The guards led Lucus, Hekla, and me away from the prying eyes of the court into a stand of beech trees whose dead leaves rattled like bones above our heads.
Chapter 4
As the guards ushered us around a tight bend in the path, the trees grew so thick that I almost forgot it was morning. The guards’ bare forearms seemed to glow from within. A ruby color shimmered along the paths of their veins and arteries like their blood was made of light. What was happening? Lucus and his brothers never looked like that in the dark. It was then I noticed the guards’ fingertips. It was tough to see, but their fingertips—those that weren’t of the twig variety—appeared jet black, the ebony hue bleeding toward their palms. It was on their ears too. The tips had gone the color of midnight, the darkness reaching in tiny, blurred lines toward the rest of the ear.
I caught up with Lucus, leaving Hekla behind a step. “Do you see that, or am I imagining things?” I asked Lucus, keeping my voice quiet.
Lucus’s eyes widened, and he spoke out of the corner of his mouth. “They are unseelie. I had thought their existence was nothing but legend.”
“I have no idea what you mean.”
“Unseelie are the dark fae. If the tales are true, they enjoy the parts of life that seelie fae such as myself, mages, humans, and even vampires fear. Pain. Betrayal. Twisted games of chance.”

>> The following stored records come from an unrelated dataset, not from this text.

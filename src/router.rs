//! Main menu and role-based dispatch.
//!
//! The main menu is the only place the program can end. Logging in hands
//! control to the dashboard for the user's role; when that dashboard returns
//! (logout), the session is dropped and the main menu is shown again.

use alerter_core::{AppError, Console, MenuInput, read_menu_input};
use alerter_models::Role;

use crate::modules::auth::{self, Session};
use crate::modules::{staff, students, teachers};
use crate::state::AppState;

pub const BANNER_RULE: &str = "=====================================";

#[derive(Debug, Clone, Copy, PartialEq, Eq)]
pub enum MainMenu {
    Login,
    Register,
    Exit,
}

impl MainMenu {
    pub fn from_choice(choice: i64) -> Option<Self> {
        match choice {
            1 => Some(Self::Login),
            2 => Some(Self::Register),
            3 => Some(Self::Exit),
            _ => None,
        }
    }
}

/// Handles a menu line that did not start with a number: the line is already
/// discarded, so tell the user and wait for Enter before redrawing.
pub fn reject_malformed<C: Console + ?Sized>(console: &mut C) -> Result<(), AppError> {
    console.write_str("Invalid input. Please enter a number.\n")?;
    console.pause("Press Enter to continue...")
}

fn show_main_menu<C: Console + ?Sized>(console: &mut C) -> Result<(), AppError> {
    console.write_line(BANNER_RULE)?;
    console.write_line("        Welcome to College Alerter")?;
    console.write_line(BANNER_RULE)?;
    console.write_str("1. Login\n2. Register\n3. Exit\n")?;
    console.write_line(BANNER_RULE)?;
    console.write_str("Enter your choice: ")
}

/// Runs the main menu until the user picks Exit.
///
/// Returns `Ok(())` only for Exit. Errors are non-recoverable console
/// failures, including the input stream closing.
pub fn run<C: Console + ?Sized>(state: &mut AppState, console: &mut C) -> Result<(), AppError> {
    tracing::info!(users = state.store.users().len(), "Main menu started");
    loop {
        console.clear_screen()?;
        show_main_menu(console)?;

        let choice = match read_menu_input(console)? {
            MenuInput::Number(n) => MainMenu::from_choice(n),
            MenuInput::Malformed => {
                reject_malformed(console)?;
                continue;
            }
        };

        match choice {
            Some(MainMenu::Login) => {
                console.clear_screen()?;
                if let Some(session) = auth::controller::login(state, console)? {
                    enter_session(state, console, session)?;
                }
            }
            Some(MainMenu::Register) => {
                console.clear_screen()?;
                auth::controller::register(state, console)?;
            }
            Some(MainMenu::Exit) => {
                console.write_str("Exiting College Alerter. Goodbye!\n")?;
                tracing::info!("Exit selected");
                return Ok(());
            }
            None => {
                console.write_str("Invalid choice. Please try again.\n")?;
                console.pause("Press Enter to continue...")?;
            }
        }
    }
}

/// Runs the dashboard matching the session's role. The session is consumed
/// and dropped on logout.
pub fn enter_session<C: Console + ?Sized>(
    state: &mut AppState,
    console: &mut C,
    session: Session,
) -> Result<(), AppError> {
    let user = &session.user;
    tracing::debug!(email = %user.email, role = %user.role.kind(), "Session started");

    match &user.role {
        Role::Student { .. } => students::controller::dashboard(state, console, user)?,
        Role::Teacher { .. } => teachers::controller::dashboard(state, console, user)?,
        Role::Staff { position } => staff::controller::dashboard(console, user, *position)?,
    }

    tracing::debug!(email = %user.email, "Session ended");
    Ok(())
}

#[cfg(test)]
mod tests {
    use super::*;

    #[test]
    fn test_main_menu_numbers() {
        assert_eq!(MainMenu::from_choice(1), Some(MainMenu::Login));
        assert_eq!(MainMenu::from_choice(2), Some(MainMenu::Register));
        assert_eq!(MainMenu::from_choice(3), Some(MainMenu::Exit));
        assert_eq!(MainMenu::from_choice(4), None);
        assert_eq!(MainMenu::from_choice(-1), None);
    }
}
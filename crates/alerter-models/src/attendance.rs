//! Attendance and result-upload models used by the teacher dashboard.
//!
//! Neither is stored anywhere: an attendance sheet lives only for the
//! duration of one "take attendance" run, and a result upload is only
//! acknowledged.

use std::fmt;

#[derive(Debug, Clone, Copy, PartialEq, Eq)]
pub enum AttendanceMark {
    Present,
    Absent,
}

impl AttendanceMark {
    /// Accepts `p` or `a` in either case.
    pub fn from_char(c: char) -> Option<Self> {
        match c.to_ascii_lowercase() {
            'p' => Some(Self::Present),
            'a' => Some(Self::Absent),
            _ => None,
        }
    }

    pub fn is_present(&self) -> bool {
        matches!(self, Self::Present)
    }

    pub fn label(&self) -> &'static str {
        match self {
            Self::Present => "Present",
            Self::Absent => "Absent",
        }
    }
}

impl fmt::Display for AttendanceMark {
    fn fmt(&self, f: &mut fmt::Formatter<'_>) -> fmt::Result {
        f.write_str(self.label())
    }
}

/// One line of an attendance summary.
#[derive(Debug, Clone, PartialEq, Eq)]
pub struct AttendanceEntry {
    pub student_email: String,
    pub student_name: String,
    pub mark: AttendanceMark,
}

/// Summary printed after attendance is taken, ordered by student email.
#[derive(Debug, Clone, PartialEq, Eq)]
pub struct AttendanceSummary {
    pub subject: String,
    pub date: String,
    pub entries: Vec<AttendanceEntry>,
}

impl AttendanceSummary {
    pub fn present_count(&self) -> usize {
        self.entries.iter().filter(|e| e.mark.is_present()).count()
    }
}

/// Acknowledgement of a simulated result upload. The file is never opened.
#[derive(Debug, Clone, PartialEq, Eq)]
pub struct ResultUpload {
    pub subject: String,
    pub file_path: String,
}

#[cfg(test)]
mod tests {
    use super::*;

    #[test]
    fn test_mark_from_char() {
        assert_eq!(AttendanceMark::from_char('p'), Some(AttendanceMark::Present));
        assert_eq!(AttendanceMark::from_char('P'), Some(AttendanceMark::Present));
        assert_eq!(AttendanceMark::from_char('a'), Some(AttendanceMark::Absent));
        assert_eq!(AttendanceMark::from_char('A'), Some(AttendanceMark::Absent));
        assert_eq!(AttendanceMark::from_char('x'), None);
        assert_eq!(AttendanceMark::from_char('1'), None);
    }

    #[test]
    fn test_present_count() {
        let entry = |name: &str, mark| AttendanceEntry {
            student_email: format!("{name}@test.com"),
            student_name: name.to_string(),
            mark,
        };
        let summary = AttendanceSummary {
            subject: "OS".to_string(),
            date: "15 Feb 2024".to_string(),
            entries: vec![
                entry("a", AttendanceMark::Present),
                entry("b", AttendanceMark::Absent),
                entry("c", AttendanceMark::Present),
            ],
        };

        assert_eq!(summary.present_count(), 2);
    }
}
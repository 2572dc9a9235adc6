use anyhow::Error;
use std::fmt;

/// Broad category of an [`AppError`].
///
/// Controllers match on the kind to decide whether a failure is a
/// user-visible rejection (the operation aborts and control returns to the
/// previous menu) or something that ends the run.
#[derive(Debug, Clone, Copy, PartialEq, Eq)]
pub enum ErrorKind {
    /// A record with the same unique key already exists.
    Conflict,
    /// Credentials did not match any registered user.
    Unauthorized,
    /// The input stream reached end of file.
    InputClosed,
    /// Anything else, usually an I/O failure on the console.
    Internal,
}

#[derive(Debug)]
pub struct AppError {
    pub kind: ErrorKind,
    pub error: Error,
}

impl AppError {
    pub fn new<E>(kind: ErrorKind, err: E) -> Self
    where
        E: Into<Error>,
    {
        Self {
            kind,
            error: err.into(),
        }
    }

    pub fn internal<E>(err: E) -> Self
    where
        E: Into<Error>,
    {
        Self::new(ErrorKind::Internal, err)
    }

    pub fn conflict<E>(err: E) -> Self
    where
        E: Into<Error>,
    {
        Self::new(ErrorKind::Conflict, err)
    }

    pub fn unauthorized<E>(err: E) -> Self
    where
        E: Into<Error>,
    {
        Self::new(ErrorKind::Unauthorized, err)
    }

    pub fn input_closed() -> Self {
        Self::new(ErrorKind::InputClosed, anyhow::anyhow!("Input stream closed"))
    }

    /// Returns true for errors that abort a single operation but leave the
    /// session usable.
    pub fn is_recoverable(&self) -> bool {
        matches!(self.kind, ErrorKind::Conflict | ErrorKind::Unauthorized)
    }
}

impl fmt::Display for AppError {
    fn fmt(&self, f: &mut fmt::Formatter<'_>) -> fmt::Result {
        write!(f, "{}", self.error)
    }
}

impl<E> From<E> for AppError
where
    E: Into<Error>,
{
    fn from(err: E) -> Self {
        AppError::internal(err)
    }
}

“Fantastic. This sounds like a real picnic we’re in for here.”
Lucus’s breath shuddered out of him, and he pressed his lips into a line. He didn’t look thrilled about this unseelie thing either. “The fact that their guards are unseelie means all of them are unseelie. We have entered into the world of the dark fae.”
I sighed.
Beyond a campfire and a few piles of seasoned wood, two structures formed out of living trees stood, unearthly and eerie. Roots had risen from the ground like giant hands, fingers arched over the brush to create what looked like prison cells. A woman in a dull red gown emerged from the first structure and paused, seeing us.
She wiped a clod of mud from her cheek and eyed the guards warily. “What is this?” Her accent was different from the fae—French, perhaps—and when she met my eyes, a zing went through me like I recognized her even though I’d never seen her long nose or square jaw before in my life. Dropping the bag she’d been toting, she walked over.